The company's commercialization window opens no earlier than the 2030s — meaning the next 5 years are a pure cash-burn period with no certain revenue. The market has fully priced in "8–10 years of future sales under flawless execution," so any project delay, customer cancellation, or regulatory change triggers a sharp decline (it has already happened: the CFPP cancellation triggered -50%, and the stock fell 70% over the 2025-2026 year).
The core reason for "Avoid" rather than "Hold" is the severe divergence between valuation and fundamentals — a good story does not equal a good investment.
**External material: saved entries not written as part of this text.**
//! Median-residual outlier rejection.
//!
//! Works on one detection per frame: fit a provisional line, drop points
//! whose residual reaches `median * multiplier + offset`, and refit on the
//! rest. Usable on its own or after RANSAC.

use std::collections::BTreeMap;

use runstab_models::{Detection, LinearFit};

use super::stats::{least_squares, median};

/// Rejection threshold parameters.
#[derive(Debug, Clone, Copy, PartialEq)]
pub struct RejectionConfig {
    pub multiplier: f64,
    pub offset: f64,
}

impl Default for RejectionConfig {
    fn default() -> Self {
        Self {
            multiplier: 3.0,
            offset: 10.0,
        }
    }
}

/// Result of a rejection pass.
#[derive(Debug, Clone, PartialEq)]
pub struct RejectionOutcome {
    /// Least-squares fit over the surviving points
    pub fit: LinearFit,
    /// Surviving points in input order
    pub kept: Vec<Detection>,
    /// Residual cutoff that was applied
    pub threshold: f64,
    /// Median y of the surviving points
    pub y_center: f64,
}

fn points_of(detections: &[Detection]) -> Vec<(f64, f64)> {
    detections.iter().map(|d| (d.frame as f64, d.x)).collect()
}

/// Drop points far from a provisional least-squares line and refit.
///
/// Returns `None` when either fit is degenerate (fewer than two points or
/// a single frame index).
pub fn reject_outliers(
    detections: &[Detection],
    config: &RejectionConfig,
) -> Option<RejectionOutcome> {
    let provisional = least_squares(&points_of(detections))?;

    let residuals: Vec<f64> = detections
        .iter()
        .map(|d| provisional.residual(d.frame as f64, d.x))
        .collect();
    let threshold = median(&residuals) * config.multiplier + config.offset;

    let kept: Vec<Detection> = detections
        .iter()
        .zip(&residuals)
        .filter(|(_, &r)| r < threshold)
        .map(|(d, _)| *d)
        .collect();

    let fit = least_squares(&points_of(&kept))?;
    let ys: Vec<f64> = kept.iter().map(|d| d.y).collect();

    Some(RejectionOutcome {
        fit,
        y_center: median(&ys),
        kept,
        threshold,
    })
}

/// Reduce detections to the one closest to `model` in each frame, in frame order.
pub fn one_per_frame(detections: &[Detection], model: &LinearFit) -> Vec<Detection> {
    let mut best: BTreeMap<usize, (f64, Detection)> = BTreeMap::new();
    for d in detections {
        let r = model.residual(d.frame as f64, d.x);
        best.entry(d.frame)
            .and_modify(|entry| {
                if r < entry.0 {
                    *entry = (r, *d);
                }
            })
            .or_insert((r, *d));
    }
    best.into_values().map(|(_, d)| d).collect()
}
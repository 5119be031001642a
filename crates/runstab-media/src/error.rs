//! Error types for media operations.

use std::path::PathBuf;
use thiserror::Error;

use runstab_models::ModelError;

/// Result type for media operations.
pub type MediaResult<T> = Result<T, MediaError>;

/// Errors that can occur during media processing.
#[derive(Debug, Error)]
pub enum MediaError {
    #[error("FFmpeg not found in PATH")]
    FfmpegNotFound,

    #[error("FFprobe not found in PATH")]
    FfprobeNotFound,

    #[error("FFmpeg command failed: {message}")]
    FfmpegFailed {
        message: String,
        stderr: Option<String>,
        exit_code: Option<i32>,
    },

    #[error("FFprobe command failed: {message}")]
    FfprobeFailed {
        message: String,
        stderr: Option<String>,
    },

    #[error("File not found: {0}")]
    FileNotFound(PathBuf),

    #[error("Cannot open output {path}: {message}")]
    OutputUnavailable { path: PathBuf, message: String },

    #[error("IO error: {0}")]
    Io(#[from] std::io::Error),

    #[error("JSON parse error: {0}")]
    JsonParse(#[from] serde_json::Error),

    #[error("Image error: {0}")]
    Image(#[from] image::ImageError),

    #[error("Invalid video file: {0}")]
    InvalidVideo(String),

    #[error("Person detector unavailable: {0}")]
    DetectorUnavailable(String),

    #[error("Person detection failed: {0}")]
    DetectionFailed(String),

    #[error("Not enough detections to track: {usable} usable trajectory points")]
    InsufficientDetections { usable: usize },

    #[error("Invalid configuration: {0}")]
    InvalidConfig(String),

    #[error(transparent)]
    Model(#[from] ModelError),

    #[error("Internal error: {0}")]
    Internal(String),
}

impl MediaError {
    /// Create a detection failure error.
    pub fn detection_failed(message: impl Into<String>) -> Self {
        Self::DetectionFailed(message.into())
    }

    /// Create a detector unavailable error.
    pub fn detector_unavailable(message: impl Into<String>) -> Self {
        Self::DetectorUnavailable(message.into())
    }

    /// Create an FFmpeg failure error.
    pub fn ffmpeg_failed(
        message: impl Into<String>,
        stderr: Option<String>,
        exit_code: Option<i32>,
    ) -> Self {
        Self::FfmpegFailed {
            message: message.into(),
            stderr,
            exit_code,
        }
    }

    /// Create an output unavailable error.
    pub fn output_unavailable(path: impl Into<PathBuf>, message: impl Into<String>) -> Self {
        Self::OutputUnavailable {
            path: path.into(),
            message: message.into(),
        }
    }

    /// Create an invalid configuration error.
    pub fn invalid_config(message: impl Into<String>) -> Self {
        Self::InvalidConfig(message.into())
    }

    /// Create an internal error.
    pub fn internal(message: impl Into<String>) -> Self {
        Self::Internal(message.into())
    }
}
SMRs as a "long-term trend" are real, but NuScale's "first-mover advantage" in this sector is being eroded by rivals such as TerraPower / X-energy / Holtec / KAIROS / Rolls-Royce SMR. The lack of strategic ties to hyperscalers (Amazon → X-energy, Microsoft → TerraPower, Google → KAIROS) is also a structural weakness. Reassess once the share price falls below $4, or once there is a confirmed firm-order announcement.
This report is based on public information and does not constitute investment advice. Markets carry risk; invest with caution.